With the solace of these hints of reflection, I attempt to provide a reading of the multifaceted and complex interpretations offered by the ‘Grande Cretto’ (Figure 1); the Cretto 6 (37°47′17.09″N 12°58′16.62″E) is the great work of Land Art by the artist Alberto Burri in Gibellina, a village devastated by the earthquake that, in January 1968, hit the Belìce Valley, in southwestern Sicily, Italy. 7 ‘Gibellina did not exist on the map, now it is no longer even on that hill’, Sergio Zavoli remarked in the earthquake’s aftermath on a television report for RAI (Italy’s national public broadcasting company). 8

Burri’s Cretto in Gibellina.
I have traced the importance of the landscape to understanding the deep structure of the relation between humans and space. The cartography, the map, represents a parallel effort: representation as a way to knowledge. What happens, then, when the world, the map and the landscape converge? What happens when these three elements of a single knowledge process coincide in a place? This is the core question that this article tries to address.
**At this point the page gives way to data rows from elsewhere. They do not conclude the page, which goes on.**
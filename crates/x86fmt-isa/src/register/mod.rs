//! Registers and register-class helpers.

mod generated;

pub use generated::Register;
use generated::{ALL_REGISTERS, REGISTER_COUNT, REGISTER_NAMES};

// ============================================================================
// Register classes
// ============================================================================

/// First register and element count of each class, in enum order.
const CLASSES: [(Register, u8, u32); 15] = [
    (Register::AL, 20, 1),
    (Register::AX, 16, 2),
    (Register::EAX, 16, 4),
    (Register::RAX, 16, 8),
    (Register::EIP, 1, 4),
    (Register::RIP, 1, 8),
    (Register::ES, 6, 2),
    (Register::XMM0, 32, 16),
    (Register::YMM0, 32, 32),
    (Register::ZMM0, 32, 64),
    (Register::K0, 8, 8),
    (Register::BND0, 4, 16),
    (Register::CR0, 16, 8),
    (Register::DR0, 16, 8),
    (Register::ST0, 8, 10),
];

impl Register {
    /// Number of registers, including `None`.
    pub const COUNT: usize = REGISTER_COUNT;

    /// All registers in enum order.
    #[must_use]
    pub fn values() -> impl Iterator<Item = Self> {
        ALL_REGISTERS.iter().copied()
    }

    /// Register from its enum index.
    #[must_use]
    pub fn from_index(index: u8) -> Option<Self> {
        ALL_REGISTERS.get(usize::from(index)).copied()
    }

    /// Canonical lower-case name (`eax`, `r8b`, `xmm0`, `st0`). Empty for `None`.
    #[must_use]
    pub const fn name(self) -> &'static str {
        REGISTER_NAMES[self as usize]
    }

    fn class(self) -> Option<(Register, u8, u32)> {
        let v = self as u8;
        if v >= Self::MM0 as u8 {
            return Some((Self::MM0, 8, 8));
        }
        CLASSES
            .iter()
            .copied()
            .find(|&(base, count, _)| v >= base as u8 && v < base as u8 + count)
    }

    /// Size of the register in bytes, 0 for `None`.
    #[must_use]
    pub fn size(self) -> u32 {
        self.class().map_or(0, |(_, _, size)| size)
    }

    /// Index within its register class (`ecx` is 1, `xmm5` is 5).
    #[must_use]
    pub fn number(self) -> u32 {
        self.class()
            .map_or(0, |(base, _, _)| u32::from(self as u8 - base as u8))
    }

    #[must_use]
    pub const fn is_gpr8(self) -> bool {
        let v = self as u8;
        v >= Self::AL as u8 && v <= Self::R15L as u8
    }

    #[must_use]
    pub const fn is_gpr16(self) -> bool {
        let v = self as u8;
        v >= Self::AX as u8 && v <= Self::R15W as u8
    }

    #[must_use]
    pub const fn is_gpr32(self) -> bool {
        let v = self as u8;
        v >= Self::EAX as u8 && v <= Self::R15D as u8
    }

    #[must_use]
    pub const fn is_gpr64(self) -> bool {
        let v = self as u8;
        v >= Self::RAX as u8 && v <= Self::R15 as u8
    }

    #[must_use]
    pub const fn is_gpr(self) -> bool {
        self.is_gpr8() || self.is_gpr16() || self.is_gpr32() || self.is_gpr64()
    }

    #[must_use]
    pub const fn is_segment(self) -> bool {
        let v = self as u8;
        v >= Self::ES as u8 && v <= Self::GS as u8
    }

    #[must_use]
    pub const fn is_k(self) -> bool {
        let v = self as u8;
        v >= Self::K0 as u8 && v <= Self::K7 as u8
    }

    #[must_use]
    pub const fn is_st(self) -> bool {
        let v = self as u8;
        v >= Self::ST0 as u8 && v <= Self::ST7 as u8
    }

    #[must_use]
    pub const fn is_vector(self) -> bool {
        let v = self as u8;
        v >= Self::XMM0 as u8 && v <= Self::ZMM31 as u8
    }

    /// The 16-bit form of a 16/32/64-bit GPR. Other registers are returned unchanged.
    #[must_use]
    pub fn to_gpr16(self) -> Self {
        self.convert_gpr(Self::AX)
    }

    /// The 32-bit form of a 16/32/64-bit GPR. Other registers are returned unchanged.
    #[must_use]
    pub fn to_gpr32(self) -> Self {
        self.convert_gpr(Self::EAX)
    }

    /// The 64-bit form of a 16/32/64-bit GPR. Other registers are returned unchanged.
    #[must_use]
    pub fn to_gpr64(self) -> Self {
        self.convert_gpr(Self::RAX)
    }

    fn convert_gpr(self, base: Self) -> Self {
        if !(self.is_gpr16() || self.is_gpr32() || self.is_gpr64()) {
            return self;
        }
        let number = self.number();
        u8::try_from(number)
            .ok()
            .and_then(|n| Self::from_index(base as u8 + n))
            .unwrap_or(self)
    }
}

#[cfg(test)]
mod tests {
    use super::*;

    #[test]
    fn test_names() {
        assert_eq!(Register::None.name(), "");
        assert_eq!(Register::EAX.name(), "eax");
        assert_eq!(Register::R8L.name(), "r8b");
        assert_eq!(Register::R15W.name(), "r15w");
        assert_eq!(Register::ZMM31.name(), "zmm31");
        assert_eq!(Register::ST0.name(), "st0");
    }

    #[test]
    fn test_size_and_number() {
        assert_eq!(Register::AL.size(), 1);
        assert_eq!(Register::R9W.size(), 2);
        assert_eq!(Register::ECX.size(), 4);
        assert_eq!(Register::ECX.number(), 1);
        assert_eq!(Register::R10.number(), 10);
        assert_eq!(Register::XMM5.number(), 5);
        assert_eq!(Register::YMM0.size(), 32);
        assert_eq!(Register::MM7.number(), 7);
        assert_eq!(Register::MM7.size(), 8);
        assert_eq!(Register::ST3.size(), 10);
        assert_eq!(Register::None.size(), 0);
    }

    #[test]
    fn test_conversions() {
        assert_eq!(Register::RAX.to_gpr16(), Register::AX);
        assert_eq!(Register::R12D.to_gpr16(), Register::R12W);
        assert_eq!(Register::R12.to_gpr32(), Register::R12D);
        assert_eq!(Register::SI.to_gpr64(), Register::RSI);
        assert_eq!(Register::XMM1.to_gpr16(), Register::XMM1);
    }

    #[test]
    fn test_index_round_trip() {
        for reg in Register::values() {
            assert_eq!(Register::from_index(reg as u8), Some(reg));
        }
        assert_eq!(Register::from_index(u8::MAX), None);
    }
}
The Cretto represents an interesting case study. Led by Borges, I propose my considerations about the Cretto’s landscape value. Then, in the conclusion, I try to define this complex place through a powerful figure of speech: the synecdoche.
Old Gibellina
The world and the map, antipodes of the process of knowledge that is the relationship between humans and places, are reality and representation, both irreducible. But there are places where reality and representation converge: I want to call them ‘Aleph’.9,10
And then, the Poet’s paradox powerfully comes to mind: In that Empire, the Art of Cartography attained such Perfection that the map of a single Province occupied the entirety of a City, and the map of the Empire, the entirety of a Province. In time, those Unconscionable Maps no longer satisfied, and the Cartographers Guilds struck a Map of the Empire whose size was that of the Empire, and which coincided point for point with it. The following Generations, who were not so fond of the Study of Cartography as their Forebears had been, saw that that vast Map was Useless, and not without some Pitilessness was it, that they delivered it up to the Inclemencies of Sun and Winters. In the Deserts of the West, still today, there are Tattered Ruins of that Map, inhabited by Animals and Beggars; in all the Land there is no other Relic of the Disciplines of Geography. (Borges, ‘On Exactitude in Science’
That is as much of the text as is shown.